Buy a small multi-family property (duplex, triplex, or fourplex), live in one unit, and rent the others. Your tenants cover most or all of your mortgage. FHA loans allow you to buy a multi-family with as little as 3.5% down if you live there. This is one of the highest-leverage entry points for real estate investing.

Buy a Rental Property With a Low-Down-Payment Loan

FHA loans require 3.5% down for owner-occupied properties. Conventional loans for investment properties typically require 15–25% down, but if you live in the property for at least a year first, you can buy with much less.

Wholesaling (No Capital Required)

Wholesaling means finding distressed properties, putting them under contract, then selling that contract to an investor for a fee. You don’t buy the property — you sell the rights to buy it. It requires hustle and real estate knowledge, not capital.

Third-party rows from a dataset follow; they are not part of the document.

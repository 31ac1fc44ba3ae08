// Identifier sanitization
//
// Values coming from the CI environment (actor names, workflow names, refs)
// end up in session names, tags and log lines. Anything outside the allowed
// set is replaced with `_`. The replacement is not reversible.

use regex::{NoExpand, Regex};
use std::sync::LazyLock;

/// Character substituted for every disallowed character
pub const SANITIZATION_CHARACTER: char = '_';

/// Maximum length of an STS session tag value
pub const MAX_TAG_VALUE_LENGTH: usize = 256;

/// Anything that is not a letter (L), separator (Z), number (N) or one of the
/// allowed punctuation characters
static DISALLOWED: LazyLock<Regex> = LazyLock::new(|| {
    Regex::new(r"[^\p{L}\p{Z}\p{N}_.:/=+\-@]").expect("sanitization pattern is valid")
});

/// Replace every character that is not a letter, number, separator or one
/// of `_ . : / = + - @` with [`SANITIZATION_CHARACTER`].
pub fn sanitize(input: &str) -> String {
    let mut buf = [0u8; 4];
    let replacement: &str = SANITIZATION_CHARACTER.encode_utf8(&mut buf);
    DISALLOWED
        .replace_all(input, NoExpand(replacement))
        .into_owned()
}

/// Sanitize and truncate to [`MAX_TAG_VALUE_LENGTH`] characters.
pub fn sanitize_tag_value(input: &str) -> String {
    let truncated: String = input.chars().take(MAX_TAG_VALUE_LENGTH).collect();
    sanitize(&truncated)
}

Real Estate ETFs and Mutual Funds

Several ETFs focus specifically on real estate stocks and REITs. Vanguard Real Estate ETF (VNQ) and Schwab US REIT ETF (SCHH) are popular, low-cost options. You get diversified real estate exposure within a standard brokerage account.

The Risks to Know

  • Illiquidity: real estate can’t be sold instantly like a stock
  • Vacancy risk on rental properties
  • Unexpected repair and maintenance costs
  • Interest rate sensitivity (crowdfunding and REITs can be affected by rising rates)

The Bottom Line

You don’t need to be wealthy to start in real estate. REITs and crowdfunding platforms make it accessible with small amounts. House hacking is among the most powerful wealth-building strategies for those willing to live in their investment. Start with what fits your current capital, then scale.